Hello...
I tried to create cloth, but every time I try - the output is total garbage. Where can I find good tutorials of how to create cloth with opacity and torn edges? Please help me, along with organic this is what I mostly wanted to create... Help...
Replies
i think you got an okay base here but the torn edge is pretty lazy, you can see that randomly rotated brush alpha and you have a cubic ton of floating bits. if you erased all those floating bits it should already look a lot more like torn cloth
hm after rereading, if this is your goal and not your attempt, open marvelous designer (or use nay other cloth sim, its just a square plane after all) , drop a plane on the floor, pull it around. export, apply a texture with alpha. there is really not much to it. but mayb i don't understand the issue.
Eh...
the backfaces are simple, duplicate the mesh and invert the normals, tada backfaces
in Marmoset just use the exported alpha from substance in transparency. marmoset does dithered alpha not softalpha tho, if you want true soft alpha us ea translucent material in Unreal for instance, which i wouldnt recommend for various reasons (sorting might be a problem at some angles, its more expensive etc), a dithered solution with temporal AA will look similarly good and will cost a lot less.

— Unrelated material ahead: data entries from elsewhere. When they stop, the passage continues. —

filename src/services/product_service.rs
use chrono::Utc;
use sea_orm::ActiveValue::NotSet;
use sea_orm::sea_query::Expr;
use sea_orm::sea_query::extension::postgres::PgExpr;
use sea_orm::{
    ActiveModelTrait, ColumnTrait, Condition, EntityTrait, PaginatorTrait, QueryFilter,
    QueryOrder, QuerySelect, Set,
};
use uuid::Uuid;

use crate::{
    state::AppState,
    dto::products::{CreateProductRequest, ProductList, UpdateProductRequest},
    entity::{
        categories::Column as CategoryCol,
        categories::Entity as Categories,
        order_items::Column as OrderItemCol,
        order_items::Entity as OrderItems,
        products::{ActiveModel, Column, Entity as Products, Model as ProductModel},
    },
    error::{AppError, AppResult},
    middleware::auth::{AuthUser, ensure_admin},
    models::Product,
    response::{ApiResponse, Meta},
    routes::params::{ProductQuery, ProductSortBy, SortOrder},
};

pub async fn list_products(
    state: &AppState,
    query: ProductQuery,
) -> AppResult<ApiResponse<ProductList>> {
    let (page, limit, offset) = query.pagination.normalize();
    let mut condition = Condition::all();

    if let Some(search) = query.q.as_ref().filter(|s| !s.is_empty()) {
        let pattern = format!("%{}%", search);
        condition = condition.add(
            Condition::any()
                .add(Expr::col(Column::Name).ilike(pattern.clone()))
                .add(Expr::col(Column::Description).ilike(pattern)),
        );
    }

    if let Some(min_price) = query.min_price {
        condition = condition.add(Column::Price.gte(min_price));
    }

    if let Some(max_price) = query.max_price {
        condition = condition.add(Column::Price.lte(max_price));
    }

    let sort_by = query.sort_by.unwrap_or(ProductSortBy::CreatedAt);
    let sort_order = query.sort_order.unwrap_or(SortOrder::Desc);
    let sort_col = match sort_by {
        ProductSortBy::CreatedAt => Column::CreatedAt,
        ProductSortBy::Price => Column::Price,
        ProductSortBy::Name => Column::Name,
    };

    let mut finder = Products::find().filter(condition);
    finder = match sort_order {
        SortOrder::Asc => finder.order_by_asc(sort_col),
        SortOrder::Desc => finder.order_by_desc(sort_col),
    };

    let total = finder.clone().count(&state.orm).await? as i64;

    let items = finder
        .limit(limit as u64)
        .offset(offset as u64)
        .all(&state.orm)
        .await?
        .into_iter()
        .map(product_from_entity)
        .collect();

    let meta = Meta::new(page, limit, total);
    let data = ProductList { items };
    Ok(ApiResponse::success("Products", data, Some(meta)))
}

pub async fn get_product(
    state: &AppState,
    id: Uuid,
) -> AppResult<ApiResponse<Product>> {
    let result = Products::find_by_id(id)
        .one(&state.orm)
        .await?
        .ok_or(AppError::NotFound)?;
    Ok(ApiResponse::success(
        "Product",
        product_from_entity(result),
        None,
    ))
}

/// Products in the category with the given name. An unknown category yields
/// an empty list rather than an error.
pub async fn list_by_category(
    state: &AppState,
    category_name: &str,
) -> AppResult<ApiResponse<ProductList>> {
    let category = Categories::find()
        .filter(CategoryCol::Name.eq(category_name))
        .one(&state.orm)
        .await?;

    let items = match category {
        Some(category) => Products::find()
            .filter(Column::CategoryId.eq(category.id))
            .order_by_asc(Column::Name)
            .all(&state.orm)
            .await?
            .into_iter()
            .map(product_from_entity)
            .collect(),
        None => Vec::new(),
    };

    Ok(ApiResponse::success(
        "Products",
        ProductList { items },
        Some(Meta::empty()),
    ))
}

pub async fn create_product(
    state: &AppState,
    user: &AuthUser,
    payload: CreateProductRequest,
) -> AppResult<ApiResponse<Product>> {
    ensure_admin(user)?;

    let category = Categories::find_by_id(payload.category_id)
        .one(&state.orm)
        .await?;
    if category.is_none() {
        return Err(AppError::BadRequest("category not found".to_string()));
    }

    if payload.price < 0 {
        return Err(AppError::BadRequest("price must not be negative".to_string()));
    }
    if payload.stock < 0 {
        return Err(AppError::BadRequest("stock must not be negative".to_string()));
    }

    let exist = Products::find()
        .filter(Column::Name.eq(payload.name.as_str()))
        .one(&state.orm)
        .await?;
    if exist.is_some() {
        return Err(AppError::BadRequest("product name is taken".to_string()));
    }

    let product = ActiveModel {
        id: Set(Uuid::new_v4()),
        name: Set(payload.name),
        price: Set(payload.price),
        category_id: Set(payload.category_id),
        stock: Set(payload.stock),
        sold: Set(0),
        description: Set(payload.description),
        image: Set(payload.image),
        created_at: NotSet,
    }
    .insert(&state.orm)
    .await?;

    Ok(ApiResponse::success(
        "Product created",
        product_from_entity(product),
        Some(Meta::empty()),
    ))
}

pub async fn update_product(
    state: &AppState,
    user: &AuthUser,
    id: Uuid,
    payload: UpdateProductRequest,
) -> AppResult<ApiResponse<Product>> {
    ensure_admin(user)?;

    let existing = Products::find_by_id(id)
        .one(&state.orm)
        .await?
        .ok_or(AppError::NotFound)?;

    if let Some(category_id) = payload.category_id {
        let category = Categories::find_by_id(category_id).one(&state.orm).await?;
        if category.is_none() {
            return Err(AppError::BadRequest("category not found".to_string()));
        }
    }
    if payload.price.is_some_and(|p| p < 0) {
        return Err(AppError::BadRequest("price must not be negative".to_string()));
    }
    if payload.stock.is_some_and(|s| s < 0) {
        return Err(AppError::BadRequest("stock must not be negative".to_string()));
    }

    let mut active: ActiveModel = existing.into();
    if let Some(name) = payload.name {
        active.name = Set(name);
    }
    if let Some(price) = payload.price {
        active.price = Set(price);
    }
    if let Some(category_id) = payload.category_id {
        active.category_id = Set(category_id);
    }
    if let Some(stock) = payload.stock {
        active.stock = Set(stock);
    }
    if let Some(description) = payload.description {
        active.description = Set(Some(description));
    }
    if let Some(image) = payload.image {
        active.image = Set(Some(image));
    }
    let product = active.update(&state.orm).await?;

    Ok(ApiResponse::success(
        "Updated",
        product_from_entity(product),
        Some(Meta::empty()),
    ))
}

/// Deleting a product with order history is forbidden: order items are the
/// durable record of what was sold.
pub async fn delete_product(
    state: &AppState,
    user: &AuthUser,
    id: Uuid,
) -> AppResult<ApiResponse<serde_json::Value>> {
    ensure_admin(user)?;

    let referenced = OrderItems::find()
        .filter(OrderItemCol::ProductId.eq(id))
        .count(&state.orm)
        .await?;
    if referenced > 0 {
        return Err(AppError::BadRequest(
            "Product has order history and cannot be deleted".to_string(),
        ));
    }

    let result = Products::delete_by_id(id).exec(&state.orm).await?;
    if result.rows_affected == 0 {
        return Err(AppError::NotFound);
    }

    Ok(ApiResponse::success(
        "Deleted",
        serde_json::json!({}),
        Some(Meta::empty()),
    ))
}

pub(crate) fn product_from_entity(model: ProductModel) -> Product {
    Product {
        id: model.id,
        name: model.name,
        price: model.price,
        category_id: model.category_id,
        stock: model.stock,
        sold: model.sold,
        description: model.description,
        image: model.image,
        created_at: model.created_at.with_timezone(&Utc),
    }
}
use chrono::{DateTime, Utc};
use serde::{Deserialize, Serialize};
use utoipa::ToSchema;
use uuid::Uuid;

use crate::models::{Order, Product};

#[derive(Debug, Deserialize, ToSchema)]
pub struct UserQuery {
    pub user_id: Uuid,
}

/// Confirmation returned by a successful checkout.
#[derive(Debug, Serialize, ToSchema)]
pub struct PlacedOrder {
    pub order_id: Uuid,
    pub total: i64,
    pub items: i64,
}

#[derive(Debug, Serialize, ToSchema)]
pub struct OrderDetailList {
    pub items: Vec<OrderItemDetail>,
}

#[derive(Debug, Serialize, ToSchema)]
pub struct OrderItemDetail {
    pub id: Uuid,
    pub line_no: i32,
    pub quantity: i32,
    pub price: i64,
    pub created_at: DateTime<Utc>,
    pub order: Order,
    pub product: Product,
}
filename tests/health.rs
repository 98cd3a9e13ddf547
use storefront_api::routes::health::health_check;

#[tokio::test]
async fn health_check_returns_ok() {
    let response = health_check().await;
    assert_eq!(response.0.message, "Health check");

    let data = response.0.data.expect("health data");
    assert_eq!(data.status, "ok");
}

after all the question is, how important is that piece really to your scene?
The scene is not important, at first I wanted to create an object lying on the piece of cloth, but after a day of trying to simulate and create cloth I gave up and did just an object.
I do it now for experience for later projects.
I am not sure, I just wanted to create torn edges. Simple rectangle cloth looks terrible, and if I paint opacity with some brush the result is garbage (above).
Are there good tutorials for that? I am useless.
As far as backfaces go Neox's solution solves that issue.
As far as the edges go it comes down to taking what you've got currently and studying how those edges come apart and tear and then replicating that in your object. It comes down to just doing the work. If you're looking for a kind of tech artist approach to it that doesn't involve the manual work, Painter is not the best for it. However the most recent updates do have directional based mesh gradient tools to work with. The problem with that is generating a decent mask based upon the object would be more complicated than just doing it by hand and if you're not experienced in doing those sort of things would take longer anyway.
TL;DR Gather reference and work from that. Images in our mind are distorted through memory and aren't accurate to real life.
Tutorials give you tools, sometimes they come with step by step instructions to build a thing, but don't get caught up in thinking that is the core of what they are teaching you. Take those techniques and adapt them to what you're doing, expand on them. Experiment and learn to push what you know in different directions.
Starting with reference like others suggested, is a great way to get the process rolling, it starts to define your end goal. Once you know that you can start to figure out how you are going to get there.
So you're goal is "object on cloth".
What is the style you're going for? Chunky Stylized like overwatch? Hyper realistic? Low poly faceted?
What is the object? Is it a flamethrower? A banana? A box? What is it? Is it even important?
What kind of cloth?
What does the cloth interact with? Is it laying on a flat plane? Draped over an object?
What tools do you have access to?
What tools and techniques would people use to build that object, deal with that issue, ?
You are struggling to trim the fabric. So how do people that work with frilly cloth deal with the problem? Do they trim it with lace embroidery? How could you replicate that technique? Can you make a brush that stamps the pattern? Does one already exist? Do you model the embroidery? Draw it in 2D? Start brain storming! Ask yourself questions and start answering them.
Trust me when I say, no one really wants to help someone who is an unmotivated lump on the ground, just moaning about how useless everything is.
At some point, after completing sooo many tutorials, you'll start getting really antsy because every time you think about something you'd like to make, you can think of multiple ways you might go about making it. That's where you want to be as a beginner. Of course, when you actually start trying to make things, you run into problems, but you'll have enough knowledge by then to know how to work through problems without getting flat out stuck.
Also, always work from reference. It's just silly not to. I wouldn't model my own hand without reference.